Mr. Wong noted that this is the first study that compares an HIV-positive to an HIV-negative cohort in the developing world. “HIV-positive dementia is probably the second most common cause of dementia worldwide,” he said. “HAART can greatly improve function, memory, and motor performance in patients with HIV dementia, but not necessarily back to normal. HIV dementia is now considered one of the potentially reversible dementias.”
Christina Marra, MD, Professor of Neurology at the University of Washington in Seattle, also studies AIDS in Africa. Commenting on the International HIV Dementia Scale, she said that when the score is above 10, there is only a 20 percent chance of having dementia. ''But if you score less than 10, you may or may not have dementia, as the specificity is only 57 percent. Consequently, further evaluations are necessary.
“I think it's probably valuable to have an easy-to-do test to use in order to be fairly confident that someone doesn't have dementia,” Dr. Marra said. ''It will decrease the number of people that need more intensive evaluations. We need simple ways of assessing the neurological complications because resources are more limited in the developing world. We also need to know that once we've diagnosed these diseases, the treatments that work here, work there.

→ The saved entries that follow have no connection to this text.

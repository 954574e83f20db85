//! HTTP route definitions

use crate::middleware::{self, LimiterLayerState};
use crate::{handlers, AppState};
use axum::{
    extract::DefaultBodyLimit,
    http::HeaderValue,
    middleware as axum_middleware,
    routing::{delete, get, post},
    Router,
};
use std::sync::Arc;
use tower_http::{
    cors::{AllowOrigin, Any, CorsLayer},
    trace::TraceLayer,
};

/// Route template of the public read proxy
pub const PUBLIC_READ_ROUTE: &str = "/{bucket}/{*key}";

/// Route templates no limiter ever counts
pub const RATE_LIMIT_EXEMPT_ROUTES: &[&str] = &[PUBLIC_READ_ROUTE];

/// Create the main router
pub fn create_router(state: Arc<AppState>) -> Router {
    let trust_proxy = state.config.trust_proxy;
    let auth_limit = LimiterLayerState {
        limiter: Arc::clone(&state.limiters.auth),
        trust_proxy,
    };
    let api_limit = LimiterLayerState {
        limiter: Arc::clone(&state.limiters.general_api),
        trust_proxy,
    };

    // Login passes the strict limiter as well as the general one
    let login = Router::new()
        .route("/api/login", post(handlers::login))
        .route_layer(axum_middleware::from_fn_with_state(
            auth_limit,
            middleware::rate_limit_middleware,
        ));

    let protected = Router::new()
        .route("/api/buckets/{bucket}/upload", post(handlers::upload_object))
        .route("/api/buckets/{bucket}/objects/{*key}", delete(handlers::delete_object))
        .route("/api/buckets/{bucket}/move", post(handlers::move_object))
        .route("/api/buckets/{bucket}/copy", post(handlers::copy_object))
        .route_layer(axum_middleware::from_fn_with_state(
            Arc::clone(&state),
            middleware::auth_middleware,
        ));

    Router::new()
        // Service endpoints
        .route("/health", get(handlers::health_check))
        .route("/api/logout", post(handlers::logout))

        // Bucket endpoints
        .route("/api/buckets", get(handlers::list_buckets))
        .route("/api/buckets/{bucket}/objects", get(handlers::list_objects))

        // Public read proxy
        .route(PUBLIC_READ_ROUTE, get(handlers::proxy_object))

        .merge(login)
        .merge(protected)
        .route_layer(axum_middleware::from_fn_with_state(
            api_limit,
            middleware::rate_limit_middleware,
        ))

        // Apply middleware
        .layer(axum_middleware::from_fn_with_state(
            state.config.production,
            middleware::error_detail_middleware,
        ))
        .layer(axum_middleware::from_fn(middleware::logging_middleware))
        .layer(axum_middleware::from_fn(middleware::request_id_middleware))
        .layer(cors_layer(&state.config.cors_origins))
        .layer(TraceLayer::new_for_http())
        .layer(DefaultBodyLimit::max(state.config.max_upload_size))
        .with_state(state)
}

fn cors_layer(origins: &[String]) -> CorsLayer {
    let layer = CorsLayer::new()
        .allow_methods(Any)
        .allow_headers(Any)
        .expose_headers(Any);

    if origins.is_empty() || origins.iter().any(|o| o == "*") {
        return layer.allow_origin(Any);
    }

    let origins: Vec<HeaderValue> = origins
        .iter()
        .filter_map(|o| HeaderValue::from_str(o).ok())
        .collect();
    layer.allow_origin(AllowOrigin::list(origins))
}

“Most AIDS is in the developing world, and if we're going to make an impact, the numbers would say we have to do it in the developing world,” she continued. “We have a lot to learn about what's the best way to test for these disorders so we can truly identify and treat them. We also need to find ways to exclude other neurologic problems that might be confused with HIV dementia, and need to be treated differently. I think treating HIV is crucially important.”

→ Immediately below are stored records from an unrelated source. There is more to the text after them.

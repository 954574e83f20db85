//! In-memory object store for development and testing

use crate::types::{ObjectBody, ObjectEntry, ObjectInfo, ObjectListing, ObjectReader};
use crate::{ObjectStore, Result, StoreError};
use async_trait::async_trait;
use bytes::Bytes;
use chrono::{DateTime, Utc};
use futures::stream::{self, StreamExt};
use parking_lot::RwLock;
use std::collections::{BTreeMap, HashMap};
use std::sync::Arc;
use tokio::io::AsyncReadExt;

/// Chunk size used when streaming stored objects back out
const STREAM_CHUNK_SIZE: usize = 64 * 1024;

#[derive(Clone, Debug)]
struct StoredObject {
    data: Bytes,
    content_type: String,
    etag: String,
    last_modified: DateTime<Utc>,
}

impl StoredObject {
    fn info(&self) -> ObjectInfo {
        ObjectInfo {
            content_type: Some(self.content_type.clone()),
            content_length: Some(self.data.len() as u64),
            last_modified: Some(self.last_modified.format("%a, %d %b %Y %H:%M:%S GMT").to_string()),
            etag: Some(self.etag.clone()),
        }
    }
}

/// An in-memory object store with S3-like listing semantics
#[derive(Clone, Default)]
pub struct MemoryObjectStore {
    buckets: Arc<RwLock<HashMap<String, BTreeMap<String, StoredObject>>>>,
}

impl MemoryObjectStore {
    /// Create a new store with no buckets
    pub fn new() -> Self {
        Self::default()
    }

    /// Create a store with the given buckets already present
    pub fn with_buckets<I, S>(buckets: I) -> Self
    where
        I: IntoIterator<Item = S>,
        S: Into<String>,
    {
        let store = Self::new();
        for bucket in buckets {
            store.create_bucket(bucket);
        }
        store
    }

    /// Create an empty bucket (no-op if it already exists)
    pub fn create_bucket(&self, bucket: impl Into<String>) {
        self.buckets.write().entry(bucket.into()).or_default();
    }

    /// Insert an object directly, bypassing the reader path
    pub fn insert(&self, bucket: &str, key: &str, data: impl Into<Bytes>, content_type: &str) -> Result<()> {
        let data = data.into();
        let mut buckets = self.buckets.write();
        let objects = buckets
            .get_mut(bucket)
            .ok_or_else(|| StoreError::UnknownBucket(bucket.to_string()))?;
        objects.insert(key.to_string(), stored(data, content_type));
        Ok(())
    }

    /// Check whether an object exists
    pub fn contains(&self, bucket: &str, key: &str) -> bool {
        self.buckets
            .read()
            .get(bucket)
            .is_some_and(|objects| objects.contains_key(key))
    }

    /// Number of objects in a bucket
    pub fn object_count(&self, bucket: &str) -> usize {
        self.buckets.read().get(bucket).map_or(0, BTreeMap::len)
    }

    fn lookup(&self, bucket: &str, key: &str) -> Result<StoredObject> {
        let buckets = self.buckets.read();
        let objects = buckets
            .get(bucket)
            .ok_or_else(|| StoreError::UnknownBucket(bucket.to_string()))?;
        objects
            .get(key)
            .cloned()
            .ok_or_else(|| StoreError::not_found(bucket, key))
    }
}

fn stored(data: Bytes, content_type: &str) -> StoredObject {
    let hash = blake3::hash(&data);
    StoredObject {
        etag: hex::encode(&hash.as_bytes()[..16]),
        data,
        content_type: content_type.to_string(),
        last_modified: Utc::now(),
    }
}

#[async_trait]
impl ObjectStore for MemoryObjectStore {
    async fn get_object(&self, bucket: &str, key: &str) -> Result<ObjectBody> {
        let object = self.lookup(bucket, key)?;
        let info = object.info();
        let data = object.data;
        let chunks: Vec<Result<Bytes>> = (0..data.len())
            .step_by(STREAM_CHUNK_SIZE)
            .map(|start| Ok(data.slice(start..(start + STREAM_CHUNK_SIZE).min(data.len()))))
            .collect();

        Ok(ObjectBody {
            info,
            stream: stream::iter(chunks).boxed(),
        })
    }

    async fn head_object(&self, bucket: &str, key: &str) -> Result<ObjectInfo> {
        Ok(self.lookup(bucket, key)?.info())
    }

    async fn list_objects(
        &self,
        bucket: &str,
        prefix: &str,
        delimiter: Option<&str>,
        continuation_token: Option<&str>,
        max_keys: usize,
    ) -> Result<ObjectListing> {
        let buckets = self.buckets.read();
        let objects = buckets
            .get(bucket)
            .ok_or_else(|| StoreError::UnknownBucket(bucket.to_string()))?;

        let after = continuation_token
            .map(|token| {
                hex::decode(token)
                    .ok()
                    .and_then(|raw| String::from_utf8(raw).ok())
                    .ok_or_else(|| StoreError::InvalidArgument("invalid continuation token".to_string()))
            })
            .transpose()?;

        // Items in key order; a directory stands in for every key beneath it.
        let mut items: Vec<ObjectEntry> = Vec::new();
        for (key, object) in objects.range(prefix.to_string()..) {
            if !key.starts_with(prefix) {
                break;
            }
            if let Some(after) = after.as_deref() {
                if key.as_str() <= after || (after.ends_with('/') && key.starts_with(after)) {
                    continue;
                }
            }

            let rest = &key[prefix.len()..];
            let group = delimiter
                .filter(|d| !d.is_empty())
                .and_then(|d| rest.find(d).map(|idx| format!("{}{}", prefix, &rest[..idx + d.len()])));

            let entry = match group {
                Some(common_prefix) => {
                    if items.last().is_some_and(|last| last.key == common_prefix) {
                        continue;
                    }
                    if after.as_deref() == Some(common_prefix.as_str()) {
                        continue;
                    }
                    ObjectEntry::directory(common_prefix)
                }
                None => ObjectEntry::object(
                    key.clone(),
                    object.data.len() as u64,
                    Some(object.last_modified.to_rfc3339()),
                    object.etag.clone(),
                ),
            };

            items.push(entry);
            if items.len() > max_keys {
                break;
            }
        }

        let next_continuation_token = if items.len() > max_keys {
            items.truncate(max_keys);
            items.last().map(|last| hex::encode(last.key.as_bytes()))
        } else {
            None
        };

        let (mut entries, files): (Vec<_>, Vec<_>) = items.into_iter().partition(|e| e.is_directory);
        entries.extend(files);

        Ok(ObjectListing {
            entries,
            next_continuation_token,
        })
    }

    async fn put_object(
        &self,
        bucket: &str,
        key: &str,
        mut reader: ObjectReader,
        content_type: &str,
    ) -> Result<u64> {
        let mut data = Vec::new();
        reader.read_to_end(&mut data).await?;
        let size = data.len() as u64;
        self.insert(bucket, key, data, content_type)?;
        Ok(size)
    }

    async fn delete_object(&self, bucket: &str, key: &str) -> Result<()> {
        let mut buckets = self.buckets.write();
        let objects = buckets
            .get_mut(bucket)
            .ok_or_else(|| StoreError::UnknownBucket(bucket.to_string()))?;
        objects.remove(key);
        Ok(())
    }

    async fn copy_object(&self, bucket: &str, source_key: &str, target_key: &str) -> Result<()> {
        let source = self.lookup(bucket, source_key)?;
        let copy = stored(source.data, &source.content_type);
        let mut buckets = self.buckets.write();
        let objects = buckets
            .get_mut(bucket)
            .ok_or_else(|| StoreError::UnknownBucket(bucket.to_string()))?;
        objects.insert(target_key.to_string(), copy);
        Ok(())
    }
}

#[cfg(test)]
mod tests {
    use super::*;
    use futures::TryStreamExt;

    fn reader(data: &'static [u8]) -> ObjectReader {
        Box::new(std::io::Cursor::new(data))
    }

    async fn read_body(body: ObjectBody) -> Vec<u8> {
        let chunks: Vec<Bytes> = body.stream.try_collect().await.unwrap();
        chunks.concat()
    }

    #[tokio::test]
    async fn test_put_get_roundtrip() {
        let store = MemoryObjectStore::with_buckets(["raw-id-1"]);

        let size = store
            .put_object("raw-id-1", "report.pdf", reader(b"%PDF-1.7"), "application/pdf")
            .await
            .unwrap();
        assert_eq!(size, 8);

        let body = store.get_object("raw-id-1", "report.pdf").await.unwrap();
        assert_eq!(body.info.content_type.as_deref(), Some("application/pdf"));
        assert_eq!(body.info.content_length, Some(8));
        assert_eq!(read_body(body).await, b"%PDF-1.7");
    }

    #[tokio::test]
    async fn test_get_missing_is_not_found() {
        let store = MemoryObjectStore::with_buckets(["raw-id-1"]);
        let err = store.get_object("raw-id-1", "nope").await.unwrap_err();
        assert!(err.is_not_found());
    }

    #[tokio::test]
    async fn test_unknown_bucket() {
        let store = MemoryObjectStore::new();
        let err = store.head_object("ghost", "key").await.unwrap_err();
        assert!(matches!(err, StoreError::UnknownBucket(_)));
    }

    #[tokio::test]
    async fn test_list_groups_directories() {
        let store = MemoryObjectStore::with_buckets(["b"]);
        store.insert("b", "a.txt", "1", "text/plain").unwrap();
        store.insert("b", "docs/one.txt", "1", "text/plain").unwrap();
        store.insert("b", "docs/two.txt", "1", "text/plain").unwrap();
        store.insert("b", "media/x/y.png", "1", "image/png").unwrap();

        let listing = store.list_objects("b", "", Some("/"), None, 1000).await.unwrap();
        let keys: Vec<_> = listing.entries.iter().map(|e| e.key.as_str()).collect();
        assert_eq!(keys, vec!["docs/", "media/", "a.txt"]);
        assert!(listing.entries[0].is_directory);
        assert!(!listing.entries[2].is_directory);
        assert!(listing.next_continuation_token.is_none());

        let nested = store.list_objects("b", "docs/", Some("/"), None, 1000).await.unwrap();
        let names: Vec<_> = nested.entries.iter().map(|e| e.name.as_str()).collect();
        assert_eq!(names, vec!["one.txt", "two.txt"]);
    }

    #[tokio::test]
    async fn test_list_rejects_malformed_token() {
        let store = MemoryObjectStore::with_buckets(["b"]);
        let err = store.list_objects("b", "", Some("/"), Some("zz"), 1000).await.unwrap_err();
        assert!(matches!(err, StoreError::InvalidArgument(_)));
    }

    #[tokio::test]
    async fn test_list_pagination() {
        let store = MemoryObjectStore::with_buckets(["b"]);
        for i in 0..5 {
            store.insert("b", &format!("file-{i}"), "x", "text/plain").unwrap();
        }
        store.insert("b", "folder/inner", "x", "text/plain").unwrap();

        let mut seen = Vec::new();
        let mut token: Option<String> = None;
        loop {
            let page = store
                .list_objects("b", "", Some("/"), token.as_deref(), 2)
                .await
                .unwrap();
            assert!(page.entries.len() <= 2);
            seen.extend(page.entries.into_iter().map(|e| e.key));
            match page.next_continuation_token {
                Some(next) => token = Some(next),
                None => break,
            }
        }

        seen.sort();
        assert_eq!(
            seen,
            vec!["file-0", "file-1", "file-2", "file-3", "file-4", "folder/"]
        );
    }

    #[tokio::test]
    async fn test_copy_and_delete() {
        let store = MemoryObjectStore::with_buckets(["b"]);
        store.insert("b", "src", "payload", "text/plain").unwrap();

        store.copy_object("b", "src", "dst").await.unwrap();
        assert!(store.contains("b", "src"));
        assert!(store.contains("b", "dst"));

        store.delete_object("b", "src").await.unwrap();
        assert!(!store.contains("b", "src"));
        assert_eq!(store.object_count("b"), 1);
    }

    #[tokio::test]
    async fn test_large_object_streams_in_chunks() {
        let store = MemoryObjectStore::with_buckets(["b"]);
        let data = vec![7u8; STREAM_CHUNK_SIZE * 2 + 10];
        store.insert("b", "big.bin", data.clone(), "application/octet-stream").unwrap();

        let body = store.get_object("b", "big.bin").await.unwrap();
        let chunks: Vec<Bytes> = body.stream.try_collect().await.unwrap();
        assert_eq!(chunks.len(), 3);
        assert_eq!(chunks.concat(), data);
    }
}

Dr. McArthur said investigators are refining the instrument and looking at cutoff scores. “We've subsequently taken this scale to India, and it's begun to be used in a research project in Pune, India,” he said. “We haven't really compared the International HIV Dementia Scale to conventional neuropsychological measures in this country, but in populations where language is a barrier, it may have a role.”
ARTICLE IN BRIEF
✓ In Uganda, a team of US investigators spearheaded a study to evaluate a rapid screening test to help non-neurologists determine the need for retroviral therapy in patients with HIV living in sub-Saharan Africa.